### What to do:
Go through the data and copy every line in which "StoreUnavailable" appears.

### Data records:
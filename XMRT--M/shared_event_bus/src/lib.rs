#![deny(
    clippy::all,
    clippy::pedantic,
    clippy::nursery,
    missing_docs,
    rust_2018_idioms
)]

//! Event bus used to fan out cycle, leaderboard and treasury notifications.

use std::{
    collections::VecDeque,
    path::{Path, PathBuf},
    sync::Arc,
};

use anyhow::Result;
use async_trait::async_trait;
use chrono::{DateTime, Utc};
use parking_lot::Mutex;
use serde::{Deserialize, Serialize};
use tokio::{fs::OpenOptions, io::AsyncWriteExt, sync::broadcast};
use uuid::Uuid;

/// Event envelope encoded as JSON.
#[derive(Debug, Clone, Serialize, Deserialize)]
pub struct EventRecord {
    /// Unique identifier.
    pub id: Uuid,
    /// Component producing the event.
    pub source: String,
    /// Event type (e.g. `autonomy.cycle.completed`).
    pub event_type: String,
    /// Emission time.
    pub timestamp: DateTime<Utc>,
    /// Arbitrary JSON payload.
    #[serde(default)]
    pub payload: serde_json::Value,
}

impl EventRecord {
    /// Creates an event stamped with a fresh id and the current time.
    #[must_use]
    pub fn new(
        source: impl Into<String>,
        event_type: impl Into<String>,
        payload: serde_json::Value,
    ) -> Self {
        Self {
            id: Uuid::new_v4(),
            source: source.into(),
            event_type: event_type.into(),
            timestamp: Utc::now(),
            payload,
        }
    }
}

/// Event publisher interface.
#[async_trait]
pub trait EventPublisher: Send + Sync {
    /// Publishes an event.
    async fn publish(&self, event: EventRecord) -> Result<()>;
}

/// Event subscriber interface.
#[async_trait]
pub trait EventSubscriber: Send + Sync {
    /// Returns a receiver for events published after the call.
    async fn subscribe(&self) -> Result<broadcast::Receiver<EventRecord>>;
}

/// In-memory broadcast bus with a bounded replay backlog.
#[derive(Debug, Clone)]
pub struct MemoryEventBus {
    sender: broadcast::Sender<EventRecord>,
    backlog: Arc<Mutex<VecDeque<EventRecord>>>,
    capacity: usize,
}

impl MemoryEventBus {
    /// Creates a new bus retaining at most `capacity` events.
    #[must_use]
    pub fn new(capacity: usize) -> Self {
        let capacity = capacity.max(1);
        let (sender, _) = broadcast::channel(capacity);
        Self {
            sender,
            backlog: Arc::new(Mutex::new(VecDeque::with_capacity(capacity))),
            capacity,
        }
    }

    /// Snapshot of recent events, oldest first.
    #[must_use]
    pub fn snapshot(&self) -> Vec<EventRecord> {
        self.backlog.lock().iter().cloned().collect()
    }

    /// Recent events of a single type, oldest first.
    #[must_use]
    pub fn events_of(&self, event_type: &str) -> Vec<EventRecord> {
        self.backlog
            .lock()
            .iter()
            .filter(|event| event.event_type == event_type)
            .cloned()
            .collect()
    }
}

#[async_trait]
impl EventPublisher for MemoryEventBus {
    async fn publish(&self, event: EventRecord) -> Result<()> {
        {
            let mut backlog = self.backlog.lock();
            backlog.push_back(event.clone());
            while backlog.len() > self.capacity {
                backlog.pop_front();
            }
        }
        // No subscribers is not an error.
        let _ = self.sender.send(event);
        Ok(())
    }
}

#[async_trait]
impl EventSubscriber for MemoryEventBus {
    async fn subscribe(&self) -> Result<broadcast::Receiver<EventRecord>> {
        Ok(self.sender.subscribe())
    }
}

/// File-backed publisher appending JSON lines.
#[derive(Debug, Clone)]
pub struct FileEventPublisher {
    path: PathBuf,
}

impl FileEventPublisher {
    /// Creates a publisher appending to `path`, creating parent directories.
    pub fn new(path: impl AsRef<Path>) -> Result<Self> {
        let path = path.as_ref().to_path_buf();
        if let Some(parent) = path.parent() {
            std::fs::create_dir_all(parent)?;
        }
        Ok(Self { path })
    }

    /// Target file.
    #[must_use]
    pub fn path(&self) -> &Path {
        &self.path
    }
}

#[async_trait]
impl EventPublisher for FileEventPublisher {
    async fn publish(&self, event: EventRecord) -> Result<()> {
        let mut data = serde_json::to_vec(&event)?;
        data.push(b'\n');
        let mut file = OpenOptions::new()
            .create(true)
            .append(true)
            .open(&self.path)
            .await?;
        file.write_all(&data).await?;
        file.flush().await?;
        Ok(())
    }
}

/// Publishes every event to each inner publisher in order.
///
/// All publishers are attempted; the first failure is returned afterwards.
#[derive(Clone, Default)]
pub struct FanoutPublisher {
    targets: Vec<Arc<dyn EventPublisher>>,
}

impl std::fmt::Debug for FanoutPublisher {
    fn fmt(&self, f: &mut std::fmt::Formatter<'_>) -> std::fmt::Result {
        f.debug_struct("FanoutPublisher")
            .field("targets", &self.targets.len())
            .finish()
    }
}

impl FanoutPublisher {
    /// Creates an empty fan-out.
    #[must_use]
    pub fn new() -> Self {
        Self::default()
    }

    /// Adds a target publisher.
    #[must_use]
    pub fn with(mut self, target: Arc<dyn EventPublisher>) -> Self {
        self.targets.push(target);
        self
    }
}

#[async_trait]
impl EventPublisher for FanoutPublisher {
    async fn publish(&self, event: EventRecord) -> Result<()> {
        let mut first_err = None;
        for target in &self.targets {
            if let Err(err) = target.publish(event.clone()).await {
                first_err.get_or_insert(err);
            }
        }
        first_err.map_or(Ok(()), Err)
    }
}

--

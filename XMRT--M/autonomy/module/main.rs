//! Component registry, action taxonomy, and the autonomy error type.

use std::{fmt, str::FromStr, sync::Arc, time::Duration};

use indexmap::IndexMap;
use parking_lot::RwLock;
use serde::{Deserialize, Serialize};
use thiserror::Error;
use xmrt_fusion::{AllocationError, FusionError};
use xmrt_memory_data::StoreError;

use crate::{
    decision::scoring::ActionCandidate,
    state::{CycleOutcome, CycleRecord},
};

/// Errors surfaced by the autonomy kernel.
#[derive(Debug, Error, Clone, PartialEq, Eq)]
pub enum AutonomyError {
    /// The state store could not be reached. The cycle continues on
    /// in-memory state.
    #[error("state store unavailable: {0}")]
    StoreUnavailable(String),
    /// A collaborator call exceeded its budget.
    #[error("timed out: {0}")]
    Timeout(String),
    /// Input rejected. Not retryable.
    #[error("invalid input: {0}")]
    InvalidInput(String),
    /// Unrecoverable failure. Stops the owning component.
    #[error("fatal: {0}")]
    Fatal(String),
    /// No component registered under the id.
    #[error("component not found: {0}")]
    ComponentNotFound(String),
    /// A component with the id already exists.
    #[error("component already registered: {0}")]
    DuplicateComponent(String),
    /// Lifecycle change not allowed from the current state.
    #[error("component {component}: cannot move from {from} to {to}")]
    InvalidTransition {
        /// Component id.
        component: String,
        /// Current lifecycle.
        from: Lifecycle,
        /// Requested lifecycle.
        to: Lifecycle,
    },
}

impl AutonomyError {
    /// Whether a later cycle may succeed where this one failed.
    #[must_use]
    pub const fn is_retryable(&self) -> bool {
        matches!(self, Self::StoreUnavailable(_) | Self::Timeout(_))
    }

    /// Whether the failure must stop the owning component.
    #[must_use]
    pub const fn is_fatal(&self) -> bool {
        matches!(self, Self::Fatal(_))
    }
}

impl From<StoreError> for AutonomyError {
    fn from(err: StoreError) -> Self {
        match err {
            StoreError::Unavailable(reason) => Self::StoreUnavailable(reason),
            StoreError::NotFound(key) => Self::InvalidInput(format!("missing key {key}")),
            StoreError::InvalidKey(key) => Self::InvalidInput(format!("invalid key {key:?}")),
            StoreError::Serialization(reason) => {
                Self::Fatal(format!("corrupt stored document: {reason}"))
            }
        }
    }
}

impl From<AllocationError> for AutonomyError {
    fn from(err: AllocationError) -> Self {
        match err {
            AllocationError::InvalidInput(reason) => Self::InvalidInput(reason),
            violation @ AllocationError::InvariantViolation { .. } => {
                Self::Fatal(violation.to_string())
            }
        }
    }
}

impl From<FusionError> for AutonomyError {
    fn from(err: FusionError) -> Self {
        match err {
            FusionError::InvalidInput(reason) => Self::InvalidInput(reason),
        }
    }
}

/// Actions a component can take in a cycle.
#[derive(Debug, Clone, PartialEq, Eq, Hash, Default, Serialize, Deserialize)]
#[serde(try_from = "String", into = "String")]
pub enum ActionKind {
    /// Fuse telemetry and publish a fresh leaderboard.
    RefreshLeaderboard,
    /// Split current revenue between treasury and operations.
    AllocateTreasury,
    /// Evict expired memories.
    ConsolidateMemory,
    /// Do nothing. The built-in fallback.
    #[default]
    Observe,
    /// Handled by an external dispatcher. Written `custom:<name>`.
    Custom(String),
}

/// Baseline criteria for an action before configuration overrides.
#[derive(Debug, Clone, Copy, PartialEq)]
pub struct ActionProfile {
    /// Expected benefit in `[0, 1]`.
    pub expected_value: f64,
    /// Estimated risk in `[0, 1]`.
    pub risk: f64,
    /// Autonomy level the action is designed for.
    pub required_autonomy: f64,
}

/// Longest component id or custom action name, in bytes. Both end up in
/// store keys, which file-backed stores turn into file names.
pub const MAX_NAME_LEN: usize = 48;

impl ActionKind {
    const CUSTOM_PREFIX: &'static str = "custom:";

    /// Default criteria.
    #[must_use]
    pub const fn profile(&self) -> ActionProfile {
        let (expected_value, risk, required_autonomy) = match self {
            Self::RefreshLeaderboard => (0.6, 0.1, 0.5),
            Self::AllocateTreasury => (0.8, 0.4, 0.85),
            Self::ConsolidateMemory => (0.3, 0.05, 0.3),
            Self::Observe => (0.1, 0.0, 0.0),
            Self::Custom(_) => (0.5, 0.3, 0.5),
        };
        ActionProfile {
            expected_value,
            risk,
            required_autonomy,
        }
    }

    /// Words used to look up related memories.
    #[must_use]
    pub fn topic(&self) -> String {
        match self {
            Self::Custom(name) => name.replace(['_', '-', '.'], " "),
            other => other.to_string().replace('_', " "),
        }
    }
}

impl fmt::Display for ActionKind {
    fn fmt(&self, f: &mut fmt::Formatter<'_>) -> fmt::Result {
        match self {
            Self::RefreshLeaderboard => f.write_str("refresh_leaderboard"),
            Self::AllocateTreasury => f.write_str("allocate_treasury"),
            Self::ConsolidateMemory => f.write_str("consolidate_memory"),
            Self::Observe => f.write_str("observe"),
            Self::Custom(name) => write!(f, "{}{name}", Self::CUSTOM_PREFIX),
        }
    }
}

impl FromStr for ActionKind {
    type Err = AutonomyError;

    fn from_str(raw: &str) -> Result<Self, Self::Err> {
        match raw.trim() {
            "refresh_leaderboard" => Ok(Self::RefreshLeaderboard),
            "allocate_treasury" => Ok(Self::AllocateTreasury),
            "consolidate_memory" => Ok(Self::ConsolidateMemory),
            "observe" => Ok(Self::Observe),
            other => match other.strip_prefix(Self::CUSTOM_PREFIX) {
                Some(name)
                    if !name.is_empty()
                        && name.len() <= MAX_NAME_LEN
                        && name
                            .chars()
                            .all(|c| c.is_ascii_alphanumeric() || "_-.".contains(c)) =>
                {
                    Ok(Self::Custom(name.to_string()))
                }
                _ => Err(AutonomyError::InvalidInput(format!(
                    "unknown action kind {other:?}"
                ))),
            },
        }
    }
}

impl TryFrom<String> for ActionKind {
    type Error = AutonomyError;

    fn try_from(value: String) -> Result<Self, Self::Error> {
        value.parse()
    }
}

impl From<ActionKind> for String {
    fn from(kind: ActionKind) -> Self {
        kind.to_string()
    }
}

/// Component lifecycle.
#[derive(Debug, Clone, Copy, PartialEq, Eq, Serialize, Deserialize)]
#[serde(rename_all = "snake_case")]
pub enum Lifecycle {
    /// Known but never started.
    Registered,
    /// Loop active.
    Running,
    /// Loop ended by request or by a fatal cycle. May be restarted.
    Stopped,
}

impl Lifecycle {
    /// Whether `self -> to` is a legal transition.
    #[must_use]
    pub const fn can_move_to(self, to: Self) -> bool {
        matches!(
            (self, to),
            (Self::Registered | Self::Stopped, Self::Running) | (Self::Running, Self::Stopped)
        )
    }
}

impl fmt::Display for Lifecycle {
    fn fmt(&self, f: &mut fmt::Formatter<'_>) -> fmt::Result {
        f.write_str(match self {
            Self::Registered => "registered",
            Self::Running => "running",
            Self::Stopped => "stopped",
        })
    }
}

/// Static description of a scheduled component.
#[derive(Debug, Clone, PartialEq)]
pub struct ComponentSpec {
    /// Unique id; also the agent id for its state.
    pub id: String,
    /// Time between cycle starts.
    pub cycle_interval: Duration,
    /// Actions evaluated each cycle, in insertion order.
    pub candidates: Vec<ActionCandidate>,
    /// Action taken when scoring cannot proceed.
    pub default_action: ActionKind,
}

...

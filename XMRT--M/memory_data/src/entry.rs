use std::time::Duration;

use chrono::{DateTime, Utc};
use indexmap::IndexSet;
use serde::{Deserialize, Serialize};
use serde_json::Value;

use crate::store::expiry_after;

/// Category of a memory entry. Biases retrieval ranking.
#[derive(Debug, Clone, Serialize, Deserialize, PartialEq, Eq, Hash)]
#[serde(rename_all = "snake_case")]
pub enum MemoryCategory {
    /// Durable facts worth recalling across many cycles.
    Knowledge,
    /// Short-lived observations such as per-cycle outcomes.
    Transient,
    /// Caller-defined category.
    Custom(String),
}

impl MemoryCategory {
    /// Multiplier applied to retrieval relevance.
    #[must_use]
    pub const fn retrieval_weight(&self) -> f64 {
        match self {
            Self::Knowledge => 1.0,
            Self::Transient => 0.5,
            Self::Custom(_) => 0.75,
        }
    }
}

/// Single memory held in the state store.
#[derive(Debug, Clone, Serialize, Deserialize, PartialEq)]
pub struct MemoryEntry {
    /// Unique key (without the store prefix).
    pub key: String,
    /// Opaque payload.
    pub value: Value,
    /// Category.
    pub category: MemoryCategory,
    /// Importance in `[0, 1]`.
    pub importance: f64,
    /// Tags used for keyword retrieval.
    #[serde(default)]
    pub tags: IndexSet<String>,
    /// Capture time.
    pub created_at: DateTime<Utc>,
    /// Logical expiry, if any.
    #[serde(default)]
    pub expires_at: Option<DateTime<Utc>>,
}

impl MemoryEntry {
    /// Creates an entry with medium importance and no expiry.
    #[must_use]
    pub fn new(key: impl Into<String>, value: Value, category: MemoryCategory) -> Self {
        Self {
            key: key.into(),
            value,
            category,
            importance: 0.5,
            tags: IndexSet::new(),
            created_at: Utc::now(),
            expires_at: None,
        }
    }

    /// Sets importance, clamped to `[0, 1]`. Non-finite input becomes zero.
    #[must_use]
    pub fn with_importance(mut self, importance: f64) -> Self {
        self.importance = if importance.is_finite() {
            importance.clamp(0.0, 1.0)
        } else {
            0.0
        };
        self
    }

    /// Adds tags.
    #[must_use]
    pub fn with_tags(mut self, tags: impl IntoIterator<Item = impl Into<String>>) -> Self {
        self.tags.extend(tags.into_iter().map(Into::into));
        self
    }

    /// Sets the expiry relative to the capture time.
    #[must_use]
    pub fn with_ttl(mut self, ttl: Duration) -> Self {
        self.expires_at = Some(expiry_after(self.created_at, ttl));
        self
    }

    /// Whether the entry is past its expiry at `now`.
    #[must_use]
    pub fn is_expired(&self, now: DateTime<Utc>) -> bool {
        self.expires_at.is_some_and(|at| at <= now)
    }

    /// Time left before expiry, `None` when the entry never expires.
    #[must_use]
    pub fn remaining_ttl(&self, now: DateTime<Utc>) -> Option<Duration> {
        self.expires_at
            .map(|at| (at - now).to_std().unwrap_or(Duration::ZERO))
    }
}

### Response to the task:
    StoreUnavailable(String),
        matches!(self, Self::StoreUnavailable(_) | Self::Timeout(_))
            StoreError::Unavailable(reason) => Self::StoreUnavailable(reason),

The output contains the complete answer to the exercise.